At 49 Brook Street there had always been a separate hotel, run by husband and wife William and Marianne Claridge. In 1854 they purchased Mivart’s; Mivart, now in his 70s, was able to retire, and the Claridges owned the entire row of houses from no. 49 to the corner of the block. The goodwill associated with the Mivart name was such that the hotel initially traded as “Claridge’s, late Mivart’s” until Mivart’s death in 1856. Claridge’s, as the hotel would now be known, continued to attract the best of British and foreign aristocracy. Perhaps its greatest seal of approval came when Queen Victoria arrived with Prince Albert to visit the Empress Eugènie of France, who had made Claridge’s her winter quarters in 1860.

Claridge’s truly came into its own after the First World War, when many aristocrats were forced to sell their London homes. Keeping a house in London which one might only use for six months of the year had become very expensive. Renting a suite at Claridge's was a great deal cheaper as the hiring and keeping of staff was no longer an issue.
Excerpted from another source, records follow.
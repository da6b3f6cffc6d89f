use std::sync::Arc;
use std::time::{Duration, Instant};

use chrono::Utc;
use eframe::egui::{self, Color32, Rounding, Stroke};
use lovesync_core::config::AppConfig;
use lovesync_core::views::ShareRequest;
use lovesync_core::{
    Backend, FeedItem, GeoError, Geolocator, Locator, MountedView, Page, Position, Repository,
    Router, Session, ViewKind,
};
use tokio::runtime::Runtime;
use tokio::sync::mpsc;
use tracing::{debug, info, warn};

use crate::pages::{self, Effects, PageCtx};

pub struct AppInit {
    pub runtime: Arc<Runtime>,
    pub backend: Backend,
    pub locator: Locator,
    pub config: AppConfig,
}

#[derive(Default)]
struct SignInForm {
    user_name: String,
    partner_name: String,
}

pub struct LoveSyncApp {
    runtime: Arc<Runtime>,
    backend: Backend,
    locator: Locator,
    config: AppConfig,
    // None tant que personne n'est connecté
    router: Option<Router>,
    sign_in: SignInForm,
    geo_tx: mpsc::Sender<(ShareRequest, Result<Position, GeoError>)>,
    geo_rx: mpsc::Receiver<(ShareRequest, Result<Position, GeoError>)>,
    last_tick: Option<Instant>,
    menu_open: bool,
}

impl LoveSyncApp {
    pub fn new(init: AppInit) -> Self {
        let (geo_tx, geo_rx) = mpsc::channel(4);
        Self {
            runtime: init.runtime,
            backend: init.backend,
            locator: init.locator,
            config: init.config,
            router: None,
            sign_in: SignInForm::default(),
            geo_tx,
            geo_rx,
            last_tick: None,
            menu_open: false,
        }
    }

    fn setup_theme(&self, ctx: &egui::Context) {
        let theme = &self.config.theme;
        let mut style = (*ctx.style()).clone();

        let accent = theme.accent_color32();
        let border = Stroke::new(1.0, theme.border_color32());
        let text = theme.text_color32();

        style.visuals.dark_mode = false;
        style.visuals.panel_fill = theme.background_color32();
        style.visuals.window_fill = theme.panel_color32();
        style.visuals.extreme_bg_color = theme.panel_color32();
        style.visuals.faint_bg_color = theme.background_color32();
        style.visuals.override_text_color = Some(text);

        style.visuals.widgets.noninteractive.bg_fill = theme.panel_color32();
        style.visuals.widgets.noninteractive.bg_stroke = border;
        style.visuals.widgets.noninteractive.fg_stroke = Stroke::new(1.0, text);

        style.visuals.widgets.inactive.bg_fill = theme.panel_color32();
        style.visuals.widgets.inactive.weak_bg_fill = theme.panel_color32();
        style.visuals.widgets.inactive.bg_stroke = border;

        style.visuals.widgets.hovered.bg_stroke = Stroke::new(1.0, accent);
        style.visuals.widgets.active.bg_fill = accent;
        style.visuals.widgets.active.fg_stroke = Stroke::new(1.0, Color32::WHITE);

        style.visuals.selection.bg_fill = accent.linear_multiply(0.35);
        style.visuals.selection.stroke = Stroke::new(1.0, accent);

        let rounding = Rounding::same(8.0);
        style.visuals.widgets.noninteractive.rounding = rounding;
        style.visuals.widgets.inactive.rounding = rounding;
        style.visuals.widgets.hovered.rounding = rounding;
        style.visuals.widgets.active.rounding = rounding;

        style.spacing.item_spacing = egui::vec2(10.0, 8.0);
        style.spacing.button_padding = egui::vec2(10.0, 6.0);
        style.text_styles = self.config.ui.text_styles();

        ctx.set_style(style);
    }

    fn navigate(&mut self, page: Page) {
        let Some(router) = self.router.as_mut() else {
            return;
        };
        self.runtime.block_on(router.navigate(page, &self.backend));
        self.last_tick = None;
        self.menu_open = false;
    }

    fn persist(&self, kind: ViewKind, item: &FeedItem) {
        if let Err(e) = self.runtime.block_on(self.backend.save(kind, item)) {
            warn!(error = %e, kind = kind.key(), id = %item.id, "failed to save item");
        }
    }

    fn request_location(&self, request: ShareRequest) {
        let locator = self.locator.clone();
        let tx = self.geo_tx.clone();
        self.runtime.spawn(async move {
            let result = locator.current_position().await;
            if tx.send((request, result)).await.is_err() {
                warn!("location receiver dropped");
            }
        });
    }

    // Résultats de géolocalisation reçus depuis la tâche Tokio
    fn drain_location_results(&mut self) {
        while let Ok((request, result)) = self.geo_rx.try_recv() {
            let shared = match self.router.as_mut().map(Router::parts_mut) {
                Some((session, MountedView::Location(location))) => {
                    location.complete_share(request, result, &session.user_name, Utc::now())
                }
                _ => {
                    debug!("location result arrived after leaving the page, dropping");
                    None
                }
            };
            if let Some(item) = shared {
                self.persist(ViewKind::Locations, &item);
            }
        }
    }

    // Avance le minuteur d'écoute à partir de l'horloge des frames
    fn tick_listening(&mut self, ctx: &egui::Context) {
        let Some(MountedView::Checkins(checkins)) = self.router.as_mut().map(Router::view_mut) else {
            self.last_tick = None;
            return;
        };
        if !checkins.timer().is_listening() {
            self.last_tick = None;
            return;
        }
        let now = Instant::now();
        let last = *self.last_tick.get_or_insert(now);
        let whole = now.duration_since(last).as_secs();
        if whole > 0 {
            checkins.tick(whole);
            self.last_tick = Some(last + Duration::from_secs(whole));
        }
        ctx.request_repaint_after(Duration::from_millis(250));
    }

    fn draw_sign_in(&mut self, ctx: &egui::Context) {
        egui::CentralPanel::default().show(ctx, |ui| {
            ui.vertical_centered(|ui| {
                ui.add_space(80.0);
                ui.label(
                    egui::RichText::new("❤")
                        .size(48.0)
                        .color(self.config.theme.accent_color32()),
                );
                ui.heading(egui::RichText::new("LoveSync").strong().size(28.0));
                ui.label(egui::RichText::new("Your private space for two").weak());
                ui.add_space(20.0);

                ui.set_max_width(320.0);
                ui.label("Your name");
                ui.text_edit_singleline(&mut self.sign_in.user_name);
                ui.label("Your partner's name");
                ui.text_edit_singleline(&mut self.sign_in.partner_name);
                ui.add_space(10.0);

                let session = Session::new(&self.sign_in.user_name, &self.sign_in.partner_name);
                if ui
                    .add_enabled(session.is_some(), egui::Button::new("Enter"))
                    .clicked()
                {
                    if let Some(session) = session {
                        info!(user = %session.user_name, "session started");
                        self.router = Some(Router::new(session));
                    }
                }
            });
        });
    }

    fn draw_top_bar(&mut self, ctx: &egui::Context) {
        let Some(current) = self.router.as_ref().map(Router::current) else {
            return;
        };
        let mut target = None;
        let mut sign_out = false;
        let compact = ctx.screen_rect().width() < 760.0;

        egui::TopBottomPanel::top("nav").show(ctx, |ui| {
            ui.add_space(6.0);
            ui.horizontal(|ui| {
                ui.label(
                    egui::RichText::new("❤ LoveSync")
                        .strong()
                        .size(20.0)
                        .color(self.config.theme.accent_color32()),
                );
                ui.with_layout(egui::Layout::right_to_left(egui::Align::Center), |ui| {
                    if ui.small_button("⏏").on_hover_text("Sign out").clicked() {
                        sign_out = true;
                    }
                    if compact {
                        ui.toggle_value(&mut self.menu_open, "☰");
                    } else {
                        for page in Page::ALL.iter().rev() {
                            if ui.selectable_label(current == *page, page.label()).clicked() {
                                target = Some(*page);
                            }
                        }
                    }
                });
            });
            if compact && self.menu_open {
                ui.separator();
                egui::Grid::new("mobile_nav").num_columns(2).show(ui, |ui| {
                    for (i, page) in Page::ALL.iter().enumerate() {
                        if ui.selectable_label(current == *page, page.label()).clicked() {
                            target = Some(*page);
                        }
                        if i % 2 == 1 {
                            ui.end_row();
                        }
                    }
                });
            }
            ui.add_space(4.0);
        });

        if sign_out {
            info!("session ended");
            self.router = None;
            self.last_tick = None;
            self.menu_open = false;
            return;
        }
        if let Some(page) = target {
            self.navigate(page);
        }
    }

    fn draw_main_content(&mut self, ctx: &egui::Context) {
        let Some(router) = self.router.as_mut() else {
            return;
        };
        let mut fx = Effects::default();
        let (session, view) = router.parts_mut();
        let cx = PageCtx {
            session,
            theme: &self.config.theme,
            now: Utc::now(),
        };
        let max_width = self.config.ui.content_max_width;

        egui::CentralPanel::default().show(ctx, |ui| {
            egui::ScrollArea::vertical()
                .auto_shrink([false, false])
                .show(ui, |ui| {
                    ui.set_max_width(max_width);
                    match view {
                        MountedView::Home => pages::draw_home(ui, &cx, &mut fx),
                        MountedView::Memories(gallery) => {
                            pages::draw_memories(ctx, ui, gallery, &cx, &mut fx)
                        }
                        MountedView::Letters(letters) => pages::draw_letters(ui, letters, &cx, &mut fx),
                        MountedView::Checkins(checkins) => {
                            pages::draw_checkins(ui, checkins, &cx, &mut fx)
                        }
                        MountedView::Affirmations(feed) => {
                            pages::draw_affirmations(ui, feed, &cx, &mut fx)
                        }
                        MountedView::Location(location) => {
                            pages::draw_location(ui, location, &cx, &mut fx)
                        }
                        MountedView::Settings => pages::draw_settings(ui),
                    }
                });
        });

        for (kind, item) in &fx.saves {
            self.persist(*kind, item);
        }
        if let Some(request) = fx.share_location {
            self.request_location(request);
        }
        if let Some(page) = fx.navigate {
            self.navigate(page);
        }
    }
}

impl eframe::App for LoveSyncApp {
    fn update(&mut self, ctx: &egui::Context, _frame: &mut eframe::Frame) {
        self.setup_theme(ctx);

        if self.router.is_none() {
            self.draw_sign_in(ctx);
            return;
        }

        self.drain_location_results();
        self.tick_listening(ctx);

        self.draw_top_bar(ctx);
        self.draw_main_content(ctx);

        if self
            .router
            .as_ref()
            .is_some_and(|r| matches!(r.view(), MountedView::Location(l) if l.is_sharing()))
        {
            // attendre la réponse de géolocalisation
            ctx.request_repaint_after(Duration::from_millis(100));
        }
    }
}
use std::time::Duration;

use lovesync_core::config::GeolocationConfig;
use lovesync_core::error::GeoError;
use lovesync_core::{map_url, Geolocator, HttpGeolocator, Locator, Position};
use reqwest::Client;
use wiremock::matchers::{method, path};
use wiremock::{Mock, MockServer, ResponseTemplate};

#[tokio::test]
async fn http_geolocator_reads_coordinates() {
    let server = MockServer::start().await;
    Mock::given(method("GET"))
        .and(path("/json"))
        .respond_with(ResponseTemplate::new(200).set_body_json(serde_json::json!({
            "ip": "203.0.113.7",
            "city": "Paris",
            "latitude": 48.8566,
            "longitude": 2.3522
        })))
        .expect(1)
        .mount(&server)
        .await;

    let geo = HttpGeolocator::new(
        Client::new(),
        &format!("{}/json", server.uri()),
        Duration::from_secs(2),
    )
    .unwrap();
    let position = geo.current_position().await.unwrap();
    assert_eq!(position, Position { latitude: 48.8566, longitude: 2.3522 });
}

#[tokio::test]
async fn http_geolocator_fails_on_error_status() {
    let server = MockServer::start().await;
    Mock::given(method("GET"))
        .and(path("/json"))
        .respond_with(ResponseTemplate::new(503))
        .mount(&server)
        .await;

    let geo = HttpGeolocator::new(
        Client::new(),
        &format!("{}/json", server.uri()),
        Duration::from_secs(2),
    )
    .unwrap();
    assert!(matches!(geo.current_position().await, Err(GeoError::Network(_))));
}

#[tokio::test]
async fn http_geolocator_rejects_out_of_range_coordinates() {
    let server = MockServer::start().await;
    Mock::given(method("GET"))
        .respond_with(
            ResponseTemplate::new(200)
                .set_body_json(serde_json::json!({ "latitude": 123.0, "longitude": 0.0 })),
        )
        .mount(&server)
        .await;

    let geo = HttpGeolocator::new(Client::new(), &server.uri(), Duration::from_secs(2)).unwrap();
    assert!(matches!(
        geo.current_position().await,
        Err(GeoError::OutOfRange { .. })
    ));
}

#[test]
fn invalid_endpoint_is_rejected() {
    let err = HttpGeolocator::new(Client::new(), "not a url", Duration::from_secs(1)).unwrap_err();
    assert!(matches!(err, GeoError::InvalidEndpoint(_)));
}

#[tokio::test]
async fn config_without_endpoint_uses_fallback_coordinates() {
    let config = GeolocationConfig::default();
    let locator = config.build_locator(Client::new()).unwrap();
    assert!(matches!(locator, Locator::Fixed(_)));
    let position = locator.current_position().await.unwrap();
    assert_eq!(position.latitude, config.fallback_latitude);
    assert_eq!(position.longitude, config.fallback_longitude);
}

#[test]
fn map_url_points_at_the_position() {
    let url = map_url(Position { latitude: 40.7829, longitude: -73.9654 }).unwrap();
    assert_eq!(url.host_str(), Some("www.openstreetmap.org"));
    assert_eq!(url.fragment(), Some("map=16/40.7829/-73.9654"));
    assert!(url.query().unwrap().contains("mlat=40.7829"));
}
Claridge’s was fortunate to escape bombing during World War II, and remained a popular social gathering spot. Many royal families who found themselves exiled from their own countries as war raged across Europe made their way to the familiar haven that was Claridge’s. Notable among them was King Peter of Yugoslavia, exiled from his country in 1941 and his son, Crown Prince Alexander of Yugoslavia was born in Suite 212 in July 1945. Indeed even the British Royal Family became familiar with Claridge’s standards of hospitality and service, and chose to host many of their own private family parties at the hotel.

From Claridge's Hotel in London, an exquiste silverplate Matchbox Stand. Bottom-stamped Claridge's, this is a wonderful relic from one of the world's grandest hotels.